Sheriff calls on Congress to build Trump's wall

Border problems with immigration & drugs cited
Posted: 5:39 PM, Jan 11, 2019
Updated: 2019-01-11 23:19:04Z
Sheriff calls on congress to build Trump's wall

BEL AIR, Md — Harford County Sheriff Jeffrey Gahler isn't pulling any punches.

In a letter to the editor posted on the department's twitter account, Gahler says he supports President Trump's call for the "immediate funding and construction of a border wall".

In a blue state like Maryland, we asked the sheriff if he considered any backlash.

"Did I think about---'Oh, here I go. I'm going to do something that maybe stirs the pot and upsets some people? Yes, but is it the right thing for public safety? Absolutely or you wouldn't hear it from me,” said Gahler, “The message has been consistent from Democrats and Republicans---we need better security, particularly at our southern border, and that message, again, just changed when this president came into office. Let's get past it. They need to find a way to work together."

Gahler points to the flow of drugs into this country and the toll the opioid crisis has had closer to home in Harford County where three people have already died of overdoses in this new year.

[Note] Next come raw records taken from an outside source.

pub mod attrs;
pub mod buffer;
pub mod dtype;
pub mod expr;
pub mod ir;
pub mod opaque_symbol;
pub mod pprint;
pub mod utils;
pub mod var;

pub use buffer::{declare_buffer, declare_buffer_default, Buffer, BufferError, BufferNode};
pub use dtype::DataType;
pub use expr::Expr;
pub use var::Var;
use prettytable::{self, format, Cell, Row};
use std::fmt;

use crate::attrs::AttrValue;
use crate::buffer::{Buffer, BufferNode};

#[derive(Debug, Copy, Clone, PartialEq)]
#[cfg_attr(feature = "clap", derive(clap::ValueEnum))]
#[cfg_attr(test, derive(proptest_derive::Arbitrary))]
pub enum BufferPrintStyle {
    /// One column per field.
    Full,
    /// Only the fields which determine addressing.
    Compact,
}

const COMPACT_FIELDS: [&str; 5] = ["name", "dtype", "shape", "strides", "elem_offset"];

impl BufferPrintStyle {
    fn columns(self) -> &'static [&'static str] {
        match self {
            BufferPrintStyle::Full => &BufferNode::FIELD_NAMES,
            BufferPrintStyle::Compact => &COMPACT_FIELDS,
        }
    }
}

/// Pretty-print a table of [Buffer]s to stdout, one row per buffer.
pub fn pprint(buffers: &[Buffer], style: BufferPrintStyle) {
    pprint_table(buffers, style).printstd()
}

/// Pretty-print a table of [Buffer]s to a given [fmt::Write].
pub fn pprint_write<W: fmt::Write>(
    out: &mut W,
    buffers: &[Buffer],
    style: BufferPrintStyle,
) -> fmt::Result {
    write!(out, "{}", pprint_table(buffers, style))
}

pub fn pprint_string(buffers: &[Buffer], style: BufferPrintStyle) -> String {
    let mut buf = String::new();
    pprint_write(&mut buf, buffers, style).unwrap();
    buf
}

fn pprint_table(buffers: &[Buffer], style: BufferPrintStyle) -> prettytable::Table {
    let columns = style.columns();

    let mut table = prettytable::Table::new();
    table.set_titles(Row::new(columns.iter().map(|c| Cell::new(c)).collect()));
    for buffer in buffers {
        let mut cells = vec![None; columns.len()];
        buffer.visit_attrs(&mut |name: &'static str, value: AttrValue<'_>| {
            if let Some(idx) = columns.iter().position(|c| *c == name) {
                cells[idx] = Some(value.to_string());
            }
        });
        table.add_row(Row::new(
            cells
                .into_iter()
                .map(|c| Cell::new(c.as_deref().unwrap_or("")))
                .collect(),
        ));
    }

    let format = format::FormatBuilder::new()
        .separator(
            format::LinePosition::Title,
            format::LineSeparator::new('-', ' ', ' ', ' '),
        )
        .column_separator(' ')
        .build();
    table.set_format(format);
    table
}
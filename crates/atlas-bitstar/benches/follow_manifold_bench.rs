//! Criterion microbench for `AtlasStateSpace::follow_manifold` (C4), the
//! hot loop a BIT* planner's edge-validity check spends most of its time
//! in.

use atlas_bitstar::atlas::AtlasStateSpace;
use atlas_bitstar::config::AtlasParams;
use atlas_bitstar::constraint::UnitSphere;
use criterion::{criterion_group, criterion_main, BatchSize, Criterion};
use nalgebra::DVector;

fn bench_follow_manifold(c: &mut Criterion) {
    let sphere = UnitSphere::new(3);
    let params = AtlasParams::default();

    c.bench_function("follow_manifold/sphere3_quarter_turn", |b| {
        b.iter_batched(
            || {
                let space = AtlasStateSpace::new(&sphere, params, 0).unwrap();
                let from = DVector::from_vec(vec![1.0, 0.0, 0.0]);
                let to = DVector::from_vec(vec![0.0, 1.0, 0.0]);
                let chart = space.new_chart(from.clone()).unwrap();
                (space, from, to, chart)
            },
            |(space, from, to, chart)| {
                let _ = space.follow_manifold(&from, &to, Some(chart), false, &|_| true);
            },
            BatchSize::SmallInput,
        )
    });
}

criterion_group!(benches, bench_follow_manifold);
criterion_main!(benches);
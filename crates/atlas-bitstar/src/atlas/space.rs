//! C4/C5: `AtlasStateSpace`, `AtlasStateSampler` and `AtlasMotionValidator`.
//!
//! Owns the growing collection of charts and the operations that only make
//! sense with a view of all of them: chart creation and linking, weighted
//! sampling, and geodesic traversal (`followManifold`, spec §4.4.2). Charts
//! themselves (C2) stay dependency-free of this type; this is the layer
//! that ties chart-local geometry to the growing atlas.
//!
//! Chart storage uses `RefCell<Vec<AtlasChart>>` rather than `Rc<RefCell<_>>`
//! per chart: charts never outlive the atlas and are addressed by `ChartId`
//! (a plain index), so there is no ownership cycle to break here — unlike
//! the BIT* vertex graph (C6), which does need `Rc`/`Weak`.

use std::cell::RefCell;

use nalgebra::DVector;
use rand::rngs::StdRng;
use rand::{Rng, SeedableRng};

use crate::chart::polytope::sample_in_ball;
use crate::chart::{AtlasChart, ChartId};
use crate::config::{AtlasParams, ParamError};
use crate::constraint::ConstraintFunction;
use crate::error::{ProjectionError, TraversalStop};

/// The atlas: a constraint function, shared tolerances, and the charts
/// sampled so far.
///
/// `measure_rng` is a second, internally-owned RNG stream (spec §9's
/// "model as an injected collaborator" note, applied here to the
/// bookkeeping RNG rather than the planner-facing sampling RNG, which
/// `AtlasStateSampler` owns instead): chart creation and curvature-driven
/// radius shrinkage both dirty a chart's measure, and this atlas refreshes
/// it immediately rather than leaving a dirty flag nobody reads.
pub struct AtlasStateSpace<'c> {
    constraint: &'c dyn ConstraintFunction,
    params: AtlasParams,
    charts: RefCell<Vec<AtlasChart>>,
    measure_rng: RefCell<StdRng>,
}

/// Outcome of `follow_manifold`: the last valid state reached, the
/// fraction of the path towards `to` it represents (spec §4.5's
/// `checkMotion` overload wants both), and why traversal stopped.
///
/// `trace` is populated only when `follow_manifold` is called with
/// `interpolate = true` (spec §4.4.2/§6's `stateList` output parameter):
/// every ambient state actually visited, `from` first and the returned
/// `last_valid` last.
pub struct TraversalResult {
    pub last_valid: DVector<f64>,
    pub last_valid_chart: ChartId,
    pub interpolation_param: f64,
    pub stop: TraversalStop,
    pub trace: Option<Vec<DVector<f64>>>,
}

/// Outcome of a single `delta`-bounded step of `follow_manifold`'s walk.
enum StepOutcome {
    Advanced(DVector<f64>, ChartId),
    /// The stepped-to point failed `is_valid`; carries the point itself so
    /// the caller can hand it to `dichotomic_search` for boundary refinement.
    Collision(DVector<f64>),
    Stopped(TraversalStop),
}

The sheriff also penned a letter a few weeks ago challenging Anne Arundel County not to do away with its 287(g) program, which trains county correctional officers to screen detainees for immigration violations.

His own program has turned up more than a hundred such people who will face deportation once they've served their sentences.

"We've had people for all crimes,” said Gahler, “We've had it for homicides. We've had gang members---MS-13. We've had first degree assaults. We've had individuals under rape charges."

While immigration issues have had a polarizing effect on the country, Gahler says he can't afford to get caught up in the politics or to remain silent.

"My focus is on public safety,” said Gahler, “It's what keeps our communities safe and as the state goes, as the country goes, so does Harford County, and it's about frustration."